On Wednesday, platinum and palladium futures took a breather following a month of brutal trading as bargain hunters return the sector and holdings in physically-backed ETFs stabilize.
In afternoon trade on the Nymex in New York platinum for delivery in January – the most active contract – added a buck to exchange hands for $842.40 an ounce.
The price of the metal has declined more than 15% over the space of a month, hitting its lowest since November 2008. At the time the platinum price quickly recovered but for any sustained period trading below $800 an ounce you have to go back 12 years.
While the gold price has also suffered, the platinum discount to gold is now at a record of more than $220, exceeding even the gap when gold was trading at record highs above $1,900 an ounce in 2011. Traditionally platinum has attracted a premium to gold.
Nymex contracts for December delivery of sister metal palladium exchanged hands $553.20 an ounce Tuesday, up 2% on the day following a recovery from a low of $528 an ounce last week. Palladium has been on a wild ride reaching a 13-year highs above $900 an ounce in September last year but is now back to levels last seen early-2010.
Apart from jewelry platinum’s main application is in autocatalysts to treat emissions, while more than 70% of palladium finds its way into vehicles. PGM supply is also highly concentrated with 70% of platinum produced in South Africa and Russia dominating palladium production.
Worries about demand following the Volkswagen scandal hurt platinum’s prospects in Europe, its largest market where diesel engines dominate. Palladium has come under pressure from fears of a sharper than expected slowdown in China, the world’s largest car market which like the US is dominated by gasoline engines.
The decline in PGM prices was exacerbated by investors liquidating their holdings in physically backed exchange traded funds. The launch of two popular physically-backed palladium ETFs in Johannesburg in March last year gave an additional boost to palladium and platinum already boosted by the crippling strike in South Africa.

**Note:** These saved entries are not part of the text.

//! Error types.
//!
//! Errors come in two flavours. [`ConfigError`] is raised while a disease is
//! being set up and means the disease model cannot be trusted. [`DrawError`] is
//! raised while drawing a trajectory and signals a broken invariant that setup
//! validation should already have excluded. Neither is transient: callers
//! should stop the run rather than retry.
use crate::{Age, DiseaseId, Real};
use thiserror::Error;

#[derive(Error, Debug)]
pub enum ConfigError {
    #[error("missing parameter '{name}' for disease {disease}")]
    MissingParameter { name: String, disease: DiseaseId },

    #[error("malformed parameter '{name}' for disease {disease}: {message}")]
    MalformedParameter {
        name: String,
        disease: DiseaseId,
        message: String,
    },

    #[error("duration distribution '{0}' is empty")]
    EmptyDistribution(String),

    #[error("duration distribution '{0}' has no positive weight")]
    ZeroDistribution(String),

    #[error("duration distribution '{name}' has invalid weight {weight} at day {day}")]
    InvalidWeight { name: String, day: usize, weight: Real },

    #[error("duration distribution '{name}' has {len} weights, expected {expected}")]
    LengthMismatch {
        name: String,
        len: usize,
        expected: usize,
    },

    #[error("probability '{name}' must lie in [0, 1], got {value}")]
    ProbabilityOutOfRange { name: String, value: Real },

    #[error("asymptomatic infectivity multiplier must be a non-negative number, got {0}")]
    NegativeMultiplier(Real),

    #[error("infectivity '{name}' must be a non-negative number, got {value}")]
    InvalidInfectivity { name: String, value: Real },

    #[error("unsupported heterogeneous infectivity distribution {0} (only 0 = uniform is supported)")]
    UnsupportedDistribution(i64),

    #[error("unsupported infection model {0} (expected 0 = branching or 1 = sequential)")]
    UnsupportedProgressionModel(i64),

    #[error("unknown intra-host model '{0}' (expected 'hetero' or 'fixed')")]
    UnknownIntraHostModel(String),

    #[error(
        "heterogeneous infectivity can be negative at age {age}: \
         location {location} - scale {scale} / 2 < 0"
    )]
    NegativeInfectivity { age: Age, location: Real, scale: Real },

    #[error("heterogeneous infectivity scale must be non-negative, got {scale} at age {age}")]
    NegativeScale { age: Age, scale: Real },

    #[error("age map '{name}': {message}")]
    InvalidAgeMap { name: String, message: String },

    #[error("I/O error: {0}")]
    Io(#[from] std::io::Error),

    #[error("TOML error: {0}")]
    Toml(#[from] toml::de::Error),

    #[error("CSV error: {0}")]
    Csv(#[from] csv::Error),
}

impl ConfigError {
    pub fn missing(name: &str, disease: DiseaseId) -> Self {
        ConfigError::MissingParameter {
            name: name.to_string(),
            disease,
        }
    }

    pub fn malformed(name: &str, disease: DiseaseId, message: impl Into<String>) -> Self {
        ConfigError::MalformedParameter {
            name: name.to_string(),
            disease,
            message: message.into(),
        }
    }

    pub fn age_map(name: &str, message: impl Into<String>) -> Self {
        ConfigError::InvalidAgeMap {
            name: name.to_string(),
            message: message.into(),
        }
    }
}

#[derive(Error, Debug, Clone, PartialEq)]
pub enum DrawError {
    #[error("age {0} at exposure is outside the supported range 0..=109")]
    AgeOutOfRange(Age),

    #[error("drew invalid infectivity {value} for age {age}")]
    InvalidInfectivity { age: Age, value: Real },

    #[error("no intra-host model was set up for disease {0}")]
    UnknownDisease(DiseaseId),
}

/// Any failure raised by this crate.
#[derive(Error, Debug)]
pub enum Error {
    #[error("configuration error: {0}")]
    Config(#[from] ConfigError),

    #[error("trajectory error: {0}")]
    Draw(#[from] DrawError),
}

impl Error {
    /// True for errors raised while setting diseases up.
    pub fn is_config(&self) -> bool {
        matches!(self, Error::Config(_))
    }
}

pub type Result<T> = std::result::Result<T, Error>;
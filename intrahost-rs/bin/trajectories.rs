use intrahost::{
    infection::{uniform_loads, Exposure},
    prelude::*,
    utils::{random_ages, TrajectoryProfile, ACTIVE, INFECTIVITY, SYMPTOMATIC},
};
use log::*;
use rand::Rng;
use serde::{Deserialize, Serialize};
use simple_logger::SimpleLogger;
use std::{env, error::Error, fs, process};

#[derive(Deserialize, Serialize, Debug, Clone)]
#[serde(default)]
pub struct Config {
    params_file: String,
    disease: DiseaseId,
    num_infections: usize,
    seed: Option<u64>,
    strains: Vec<StrainId>,
    age_distribution: AgeDistribution10,
    output: String,
    profile_output: Option<String>,
    verbose: bool,
}

impl Default for Config {
    fn default() -> Self {
        Config {
            params_file: "params.toml".to_string(),
            disease: 0,
            num_infections: 10_000,
            seed: None,
            strains: vec![0],
            age_distribution: [1.0; 11],
            output: "trajectories.csv".to_string(),
            profile_output: None,
            verbose: true,
        }
    }
}

pub fn main() {
    let path = env::args().nth(1).unwrap_or_else(|| "conf.toml".to_string());
    let cfg = match read_config(&path) {
        Ok(cfg) => cfg,
        Err(err) => {
            eprintln!("cannot read {}: {}", path, err);
            process::exit(1);
        }
    };

    let level = if cfg.verbose {
        LevelFilter::Info
    } else {
        LevelFilter::Warn
    };
    if let Err(err) = SimpleLogger::new().with_level(level).init() {
        eprintln!("cannot install logger: {}", err);
    }

    if let Err(err) = run(&cfg) {
        error!("{}", err);
        process::exit(1);
    }
}

fn read_config(path: &str) -> Result<Config, Box<dyn Error>> {
    let data = fs::read_to_string(path)?;
    Ok(toml::from_str(&data)?)
}

fn run(cfg: &Config) -> Result<(), Box<dyn Error>> {
    let store = ParamFile::from_path(&cfg.params_file)?;
    let registry = DiseaseRegistry::setup(&store)?;
    let model = registry
        .get(cfg.disease)
        .ok_or(DrawError::UnknownDisease(cfg.disease))?;
    info!(
        "using '{}' model for {}",
        model.kind(),
        model.progression().name()
    );

    let seed = cfg.seed.unwrap_or_else(|| default_rng().gen());
    let mut rng = seeded_rng(seed);
    let ages = random_ages(cfg.num_infections, &mut rng, &cfg.age_distribution)
        .ok_or("age_distribution must have a positive weight")?;
    let infections: Vec<Exposure> = ages
        .into_iter()
        .map(|age| Exposure::new(age, cfg.disease))
        .collect();

    let loads = uniform_loads(&cfg.strains, 1.0);
    let trajectories = generate_batch(model, &infections, &loads, seed)?;

    let mut writer = csv::Writer::from_path(&cfg.output)?;
    for (i, trajectory) in trajectories.iter().enumerate() {
        for row in trajectory.rows(i) {
            writer.serialize(row)?;
        }
    }
    writer.flush()?;
    info!("wrote {} trajectories to {}", trajectories.len(), cfg.output);

    let mut profile = TrajectoryProfile::new(model.max_duration());
    profile.add_many(&trajectories);
    info!(
        "duration {:.2} +- {:.2} days, incubation {:.2} +- {:.2} days",
        profile.duration().mean(),
        profile.duration().std(),
        profile.incubation().mean(),
        profile.incubation().std()
    );
    for (day, ((active, infectivity), symptomatic)) in profile
        .curve(ACTIVE)
        .iter()
        .zip(profile.curve(INFECTIVITY).iter())
        .zip(profile.curve(SYMPTOMATIC).iter())
        .enumerate()
    {
        debug!(
            target: "profile",
            "day {}: active {:.3}, infectivity {:.3}, symptomatic {:.3}",
            day, active, infectivity, symptomatic
        );
    }
    if let Some(path) = &cfg.profile_output {
        fs::write(path, profile.render_csv()?)?;
    }
    return Ok(());
}
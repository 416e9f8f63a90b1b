//! Per-disease parameters.
//!
//! Diseases are configured once, before any trajectory is drawn. Values come
//! from a [`ParamStore`], which answers named lookups for a given disease id.
//! [`ParamFile`] is the TOML-backed store used by the binary and tests.
mod age_map;
pub mod constants;
mod param_file;
mod progression;

pub use age_map::*;
pub use param_file::*;
pub use progression::*;

use crate::{error::ConfigError, DiseaseId, Real};

/// Named, per-disease parameter lookups.
///
/// Missing keys must be reported as [`ConfigError::MissingParameter`] and
/// values of the wrong type as [`ConfigError::MalformedParameter`].
pub trait ParamStore {
    /// Number of diseases configured, with ids `0..disease_count()`.
    fn disease_count(&self) -> usize;

    /// True if the parameter is present for the disease.
    fn contains(&self, name: &str, disease: DiseaseId) -> bool;

    fn scalar(&self, name: &str, disease: DiseaseId) -> Result<Real, ConfigError>;

    fn integer(&self, name: &str, disease: DiseaseId) -> Result<i64, ConfigError>;

    fn text(&self, name: &str, disease: DiseaseId) -> Result<String, ConfigError>;

    /// Read a vector of values. Its length is the number of entries read.
    fn vector(&self, name: &str, disease: DiseaseId) -> Result<Vec<Real>, ConfigError>;

    fn age_map(&self, name: &str, disease: DiseaseId) -> Result<AgeMap, ConfigError>;

    /// Scalar lookup that checks the value is a probability.
    fn probability(&self, name: &str, disease: DiseaseId) -> Result<Real, ConfigError> {
        let value = self.scalar(name, disease)?;
        if !(0.0..=1.0).contains(&value) {
            return Err(ConfigError::ProbabilityOutOfRange {
                name: name.to_string(),
                value,
            });
        }
        Ok(value)
    }
}
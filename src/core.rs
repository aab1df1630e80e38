//! Core runtime of twinpane.
//!
//! The heart of this module is the main loop and its pieces:
//! - [host]: the collaborator traits the loop drives and the values it exchanges with them.
//! - [keys]: the key buffer and the disambiguation state machine.
//! - [multiplexer]: bounded waiting for a key while polling IPC, jobs and directories.
//! - [updates]: flushing of deferred redraws and reloads.
//! - [readiness]: the too-small-terminal gate.
//! - [event_loop]: the orchestrator, [run].
//! - [echo]: the stack of published input buffers.
//!
//! Around it sit the concrete backends used by the application:
//! - [terminal]: crossterm/ratatui terminal and key translation.
//! - [fm] and [formatter]: directory listing and entry formatting.
//! - [jobs]: background shell jobs.
//! - [ipc]: the Unix socket command channel.
//! - [proc]: process group suspension and foreground programs.

pub mod echo;
pub mod event_loop;
pub mod fm;
pub mod formatter;
pub mod host;
pub mod ipc;
pub mod jobs;
pub mod keys;
pub mod multiplexer;
pub mod proc;
pub mod readiness;
pub mod terminal;
pub mod updates;

pub use echo::{FrameId, InputEcho};
pub use event_loop::run;
pub use fm::{FileEntry, FileInfo, FileType, browse_dir};
pub use host::{
    DispatchOutcome, DispatchStatus, Host, Ipc, Jobs, KeyDispatcher, LoopSettings, ModeKind,
    ModeLayer, ProcessControl, QuitFlag, ScheduledEvent, Side, StatusEcho, TermControl,
    TerminalState, ViewLayer,
};
pub use keys::{KeyBuffer, KeyState, LoopContext, Step};
pub use multiplexer::Polled;
//! Miscellaneous utilities for twinpane.
//!
//! - [cli]: command-line argument handling.
//! - [helpers]: path helpers shared by the app and the UI.
//! - [logging]: the tracing subscriber writing to the log file.

pub mod cli;
pub mod helpers;
pub mod logging;

pub use helpers::{describe_paths, expand_home_path, get_home, resolve_path, shorten_home_path};
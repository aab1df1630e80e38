//! Inter-process command channel.
//!
//! A running instance listens on a Unix socket named after its server name. Another
//! invocation (`twp --remote ...`) connects and writes command lines, one per line.
//!
//! The accept loop runs on its own thread and forwards lines through a crossbeam
//! channel; the main loop only ever calls [IpcServer::try_recv], which never blocks.

use crate::error::{Error, Result};

use crossbeam_channel::{Receiver, TryRecvError, unbounded};

use std::path::PathBuf;

pub const DEFAULT_SERVER_NAME: &str = "twinpane";

/// Location of the socket for `name`.
pub fn socket_path(name: &str) -> PathBuf {
    dirs::runtime_dir()
        .unwrap_or_else(std::env::temp_dir)
        .join("twinpane")
        .join(format!("{name}.sock"))
}

pub struct IpcServer {
    name: String,
    path: PathBuf,
    rx: Receiver<String>,
}

impl IpcServer {
    /// Returns the next received command line, if any.
    ///
    /// An error means the listener thread is gone and nothing will arrive any more.
    pub fn try_recv(&self) -> Result<Option<String>> {
        match self.rx.try_recv() {
            Ok(line) => Ok(Some(line)),
            Err(TryRecvError::Empty) => Ok(None),
            Err(TryRecvError::Disconnected) => Err(Error::Ipc {
                name: self.name.clone(),
                source: std::io::Error::new(
                    std::io::ErrorKind::BrokenPipe,
                    "listener stopped",
                ),
            }),
        }
    }

    /// A server whose listener has already stopped.
    #[cfg(test)]
    pub(crate) fn stopped(name: &str) -> Self {
        let (_, rx) = unbounded();
        Self {
            name: name.to_string(),
            path: std::env::temp_dir().join(format!("twinpane-{name}-stopped.sock")),
            rx,
        }
    }
}

#[cfg(unix)]
mod imp {
    use super::*;

    use std::io::{self, BufRead, BufReader, Write};
    use std::os::unix::net::{UnixListener, UnixStream};
    use std::thread;

    impl IpcServer {
        /// Binds the socket for `name` and starts accepting connections.
        ///
        /// A leftover socket from a crashed instance is replaced; a live one is an error.
        pub fn start(name: &str) -> Result<Self> {
            let path = socket_path(name);
            let ipc_err = |source: io::Error| Error::Ipc {
                name: name.to_string(),
                source,
            };

            if let Some(dir) = path.parent() {
                std::fs::create_dir_all(dir).map_err(ipc_err)?;
            }

            if path.exists() {
                if UnixStream::connect(&path).is_ok() {
                    return Err(ipc_err(io::Error::new(
                        io::ErrorKind::AddrInUse,
                        "another instance is listening",
                    )));
                }
                std::fs::remove_file(&path).map_err(ipc_err)?;
            }

            let listener = UnixListener::bind(&path).map_err(ipc_err)?;
            let (tx, rx) = unbounded::<String>();

            thread::Builder::new()
                .name("ipc-listener".into())
                .spawn(move || {
                    for stream in listener.incoming() {
                        let stream = match stream {
                            Ok(s) => s,
                            Err(e) => {
                                tracing::warn!(error = %e, "IPC accept failed");
                                continue;
                            }
                        };
                        for line in BufReader::new(stream).lines() {
                            let Ok(line) = line else { break };
                            let line = line.trim().to_string();
                            if line.is_empty() {
                                continue;
                            }
                            if tx.send(line).is_err() {
                                return;
                            }
                        }
                    }
                })
                .map_err(ipc_err)?;

            tracing::info!(path = %path.display(), "IPC server listening");
            Ok(Self {
                name: name.to_string(),
                path,
                rx,
            })
        }
    }

    impl Drop for IpcServer {
        fn drop(&mut self) {
            let _ = std::fs::remove_file(&self.path);
        }
    }

    /// Sends one command line to the instance listening as `name`.
    pub fn send(name: &str, cmd: &str) -> Result<()> {
        let ipc_err = |source: io::Error| Error::Ipc {
            name: name.to_string(),
            source,
        };
        let mut stream = UnixStream::connect(socket_path(name)).map_err(ipc_err)?;
        writeln!(stream, "{}", cmd.trim()).map_err(ipc_err)?;
        stream.flush().map_err(ipc_err)?;
        Ok(())
    }
}

#[cfg(not(unix))]
mod imp {
    use super::*;
    use std::io;

    fn unsupported(name: &str) -> Error {
        Error::Ipc {
            name: name.to_string(),
            source: io::Error::new(io::ErrorKind::Unsupported, "IPC needs Unix sockets"),
        }
    }

    impl IpcServer {
        pub fn start(name: &str) -> Result<Self> {
            Err(unsupported(name))
        }
    }

    pub fn send(name: &str, _cmd: &str) -> Result<()> {
        Err(unsupported(name))
    }
}

pub use imp::send;

#[cfg(all(test, unix))]
mod tests {
    use super::*;
    use std::time::{Duration, Instant};

    #[test]
    fn remote_lines_arrive_in_order() -> Result<()> {
        let name = format!("test-{}", std::process::id());
        let server = IpcServer::start(&name)?;
        send(&name, "cd /tmp")?;
        send(&name, "  echo hi  ")?;

        let deadline = Instant::now() + Duration::from_secs(5);
        let mut got = Vec::new();
        while got.len() < 2 && Instant::now() < deadline {
            match server.try_recv()? {
                Some(line) => got.push(line),
                None => std::thread::sleep(Duration::from_millis(5)),
            }
        }
        assert_eq!(got, ["cd /tmp", "echo hi"]);
        assert!(server.try_recv()?.is_none());
        Ok(())
    }

    #[test]
    fn stopped_listener_is_an_error() {
        let server = IpcServer::stopped(&format!("gone-{}", std::process::id()));
        assert!(matches!(server.try_recv(), Err(Error::Ipc { .. })));
    }

    #[test]
    fn second_server_with_same_name_fails() -> Result<()> {
        let name = format!("dup-{}", std::process::id());
        let _first = IpcServer::start(&name)?;
        assert!(matches!(IpcServer::start(&name), Err(Error::Ipc { .. })));
        Ok(())
    }
}
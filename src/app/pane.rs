//! Directory panes.
//!
//! A [Pane] holds one directory listing with its cursor, selection and the deferred
//! update the main loop will apply to it. Panes never touch the terminal; the app
//! decides when to redraw them.

use crate::core::fm::{browse_dir, dir_mtime, entry_path};
use crate::core::formatter::Formatter;
use crate::core::{FileEntry, ScheduledEvent};

use std::collections::{HashMap, HashSet};
use std::ffi::OsString;
use std::io;
use std::path::{Path, PathBuf};
use std::time::SystemTime;

#[derive(Debug)]
pub struct Pane {
    dir: PathBuf,
    entries: Vec<FileEntry>,
    cursor: usize,
    selected: HashSet<OsString>,
    scheduled: ScheduledEvent,
    user_selection: bool,
    mtime: Option<SystemTime>,
    positions: HashMap<PathBuf, OsString>,
}

impl Pane {
    pub fn new(dir: PathBuf) -> Self {
        Self {
            dir,
            entries: Vec::new(),
            cursor: 0,
            selected: HashSet::new(),
            scheduled: ScheduledEvent::None,
            user_selection: true,
            mtime: None,
            positions: HashMap::new(),
        }
    }

    // Getters / Accessors

    #[inline]
    pub fn dir(&self) -> &Path {
        &self.dir
    }

    #[inline]
    pub fn entries(&self) -> &[FileEntry] {
        &self.entries
    }

    #[inline]
    pub fn cursor(&self) -> usize {
        self.cursor
    }

    #[inline]
    pub fn is_selected(&self, entry: &FileEntry) -> bool {
        self.selected.contains(entry.name())
    }

    #[inline]
    pub fn has_selection(&self) -> bool {
        !self.selected.is_empty()
    }

    #[inline]
    pub fn selection_len(&self) -> usize {
        self.selected.len()
    }

    pub fn cursor_entry(&self) -> Option<&FileEntry> {
        self.entries.get(self.cursor)
    }

    pub fn cursor_path(&self) -> Option<PathBuf> {
        self.cursor_entry().map(|e| entry_path(&self.dir, e))
    }

    /// `current/total` shown next to the input echo.
    pub fn ruler(&self) -> String {
        if self.entries.is_empty() {
            "0/0".to_string()
        } else {
            format!("{}/{}", self.cursor + 1, self.entries.len())
        }
    }

    // Loading

    /// Re-reads the directory.
    ///
    /// With `preserve_position` the cursor stays on the entry it was on (or as close
    /// as the new listing allows) and selected entries that still exist stay selected.
    /// Otherwise the cursor goes back to the top and the selection is dropped.
    pub fn load(&mut self, fmt: &Formatter, preserve_position: bool) -> io::Result<()> {
        let focus = self.cursor_entry().map(|e| e.name().to_os_string());

        let mut entries = browse_dir(&self.dir)?;
        fmt.filter_entries(&mut entries);
        self.mtime = dir_mtime(&self.dir);
        self.entries = entries;

        if preserve_position {
            let entries = &self.entries;
            self.selected
                .retain(|name| entries.iter().any(|e| e.name() == name.as_os_str()));
            self.cursor = focus
                .and_then(|name| self.position_of(&name))
                .unwrap_or_else(|| self.cursor.min(self.entries.len().saturating_sub(1)));
        } else {
            self.selected.clear();
            self.cursor = 0;
        }
        Ok(())
    }

    /// Switches to `dir`. The pane is left untouched if `dir` cannot be read.
    ///
    /// The cursor lands on `focus` if given, else where it was when `dir` was last left.
    pub fn change_dir(
        &mut self,
        dir: PathBuf,
        fmt: &Formatter,
        focus: Option<OsString>,
    ) -> io::Result<()> {
        let mut entries = browse_dir(&dir)?;
        fmt.filter_entries(&mut entries);

        if let Some(name) = self.cursor_entry().map(|e| e.name().to_os_string()) {
            self.positions.insert(self.dir.clone(), name);
        }

        self.mtime = dir_mtime(&dir);
        self.dir = dir;
        self.entries = entries;
        self.selected.clear();
        self.user_selection = true;
        self.scheduled = ScheduledEvent::None;

        let focus = focus.or_else(|| self.positions.get(&self.dir).cloned());
        self.cursor = focus.and_then(|n| self.position_of(&n)).unwrap_or(0);
        Ok(())
    }

    /// Goes one directory up and puts the cursor on the directory just left.
    /// Returns `false` at the root.
    pub fn go_parent(&mut self, fmt: &Formatter) -> io::Result<bool> {
        let Some(parent) = self.dir.parent().map(Path::to_path_buf) else {
            return Ok(false);
        };
        let focus = self.dir.file_name().map(|n| n.to_os_string());
        self.change_dir(parent, fmt, focus)?;
        Ok(true)
    }

    /// Moves to the closest ancestor that can still be listed, after the directory
    /// disappeared. Returns the directory the pane ended up in.
    pub fn leave_to_existing_ancestor(&mut self, fmt: &Formatter) -> Option<PathBuf> {
        let mut candidate = self.dir.parent().map(Path::to_path_buf);
        while let Some(dir) = candidate {
            if self.change_dir(dir.clone(), fmt, None).is_ok() {
                return Some(dir);
            }
            candidate = dir.parent().map(Path::to_path_buf);
        }
        None
    }

    fn position_of(&self, name: &OsString) -> Option<usize> {
        self.entries.iter().position(|e| e.name() == name.as_os_str())
    }

    // Cursor

    pub fn move_cursor(&mut self, delta: isize) {
        if self.entries.is_empty() {
            return;
        }
        let last = self.entries.len() - 1;
        self.cursor = self.cursor.saturating_add_signed(delta).min(last);
    }

    pub fn go_to(&mut self, idx: usize) {
        self.cursor = idx.min(self.entries.len().saturating_sub(1));
    }

    pub fn go_bottom(&mut self) {
        self.cursor = self.entries.len().saturating_sub(1);
    }

    // Selection

    /// Toggles the entry under the cursor. Returns whether it is selected now.
    pub fn toggle_select(&mut self) -> bool {
        let Some(name) = self.cursor_entry().map(|e| e.name().to_os_string()) else {
            return false;
        };
        self.user_selection = true;
        if self.selected.remove(&name) {
            false
        } else {
            self.selected.insert(name);
            true
        }
    }

    pub fn clear_selection(&mut self) {
        self.selected.clear();
    }

    /// Selects the entry under the cursor for the duration of one command, unless the
    /// user already selected something.
    pub fn select_cursor_temporarily(&mut self) {
        if self.has_selection() {
            return;
        }
        if let Some(name) = self.cursor_entry().map(|e| e.name().to_os_string()) {
            self.selected.insert(name);
            self.user_selection = false;
        }
    }

    /// Marks the selection as user made. A temporary selection is dropped.
    pub fn set_user_selection(&mut self, user: bool) {
        if user && !self.user_selection {
            self.selected.clear();
        }
        self.user_selection = user;
    }

    /// Paths a command should act on: the selection in listing order, else the cursor.
    pub fn targets(&self) -> Vec<PathBuf> {
        if self.selected.is_empty() {
            return self.cursor_path().into_iter().collect();
        }
        self.entries
            .iter()
            .filter(|e| self.is_selected(e))
            .map(|e| entry_path(&self.dir, e))
            .collect()
    }

    // Scheduled updates

    /// Schedules `event`, keeping whatever stronger event is already pending.
    pub fn schedule(&mut self, event: ScheduledEvent) {
        if rank(event) > rank(self.scheduled) {
            self.scheduled = event;
        }
    }

    pub fn take_scheduled(&mut self) -> ScheduledEvent {
        std::mem::take(&mut self.scheduled)
    }

    /// Schedules a reload if the directory changed since it was last read.
    pub fn check_for_changes(&mut self) -> bool {
        if dir_mtime(&self.dir) == self.mtime {
            return false;
        }
        tracing::debug!(dir = %self.dir.display(), "directory changed on disk");
        self.schedule(ScheduledEvent::Reload);
        true
    }
}

fn rank(event: ScheduledEvent) -> u8 {
    match event {
        ScheduledEvent::None => 0,
        ScheduledEvent::Redraw => 1,
        ScheduledEvent::Reload => 2,
        ScheduledEvent::FullReload => 3,
    }
}
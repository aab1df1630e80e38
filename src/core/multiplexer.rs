//! Bounded input polling.
//!
//! There is only one blocking primitive in the loop: reading a key with a timeout.
//! [poll] splits the wait into short reads and runs the non-blocking work (background
//! jobs, IPC, directory checks, deferred redraws) between them, so that none of it
//! waits for a key press to be noticed.

use crate::core::host::{Host, ModeKind, Side};
use crate::core::updates;
use crate::error::Result;

use std::time::Duration;

/// Reads per chunk while an IPC server listens, so remote commands are picked up sooner.
const IPC_READS_PER_CHUNK: u32 = 10;

/// Outcome of one [poll].
#[derive(Debug, Clone, Copy, PartialEq, Eq)]
pub enum Polled {
    Key(char),
    Timeout,
}

/// Waits up to `total` for a key while keeping the rest of the world up to date.
///
/// The wait is consumed in chunks no longer than `min_slice`. Every chunk polls
/// background jobs, flushes scheduled updates and checks the panes' directories, then
/// performs its reads, polling IPC and flushing again around each one.
pub fn poll<H: Host + ?Sized>(host: &mut H, total: Duration, min_slice: Duration) -> Result<Polled> {
    let reads = if host.ipc_enabled() && host.ipc_has_listener() {
        IPC_READS_PER_CHUNK
    } else {
        1
    };

    let min_slice = min_slice.max(Duration::from_millis(1));
    let mut remaining = total;
    loop {
        host.poll_jobs();
        updates::flush(host);

        if should_check_views_for_changes(host) {
            host.check_for_changes(Side::Active);
            host.check_for_changes(Side::Other);
        }

        let slice = remaining.min(min_slice) / reads;
        for _ in 0..reads {
            host.poll_ipc();

            if let Some(c) = host.read_key(slice)? {
                return Ok(Polled::Key(c));
            }

            updates::flush(host);
        }

        remaining = remaining.saturating_sub(min_slice);
        if remaining.is_zero() {
            return Ok(Polled::Timeout);
        }
    }
}

fn should_check_views_for_changes<H: Host + ?Sized>(host: &H) -> bool {
    !host.is_multiline()
        && !host.is_menu_like()
        && !matches!(host.current_mode(), ModeKind::CmdLine | ModeKind::Msg)
}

But investors have pulled out nearly 14 tonnes from platinum ETFs and some 18 tonnes from palladium funds just since August, a dramatic shift considering total holdings for the industry topped out at just 200 tonnes. After a surge of investment earlier in the year, net outflows are now predicted for the year.
Surging supply could further dent PGMs despite predictions of a deficit this year and next. A new report by the World Platinum Investment Council forecast an 8.5 tonnes shortfall this year and a balanced market in 2016.
A 7% decline in recycled platinum owing to lower jewelry demand in China and weaker prices would not be enough to offset strong output growth says WPIC. That’s thanks to South African production reaching pre-strike levels helping global output to rise by 6% 218 tonnes in 2015 followed by more modest growth in 2016.
Platinum is set for an annual deficit of 20.3 tones in 2015 and palladium a 13.3 tonnes shortfall according to a Johnson Matthey semi-annual report released last week. The autocatalyst and chemicals company predicts South African production will rise 20% to the highest since 2011, with a double digit drop in recycling again not enough to offset higher global output.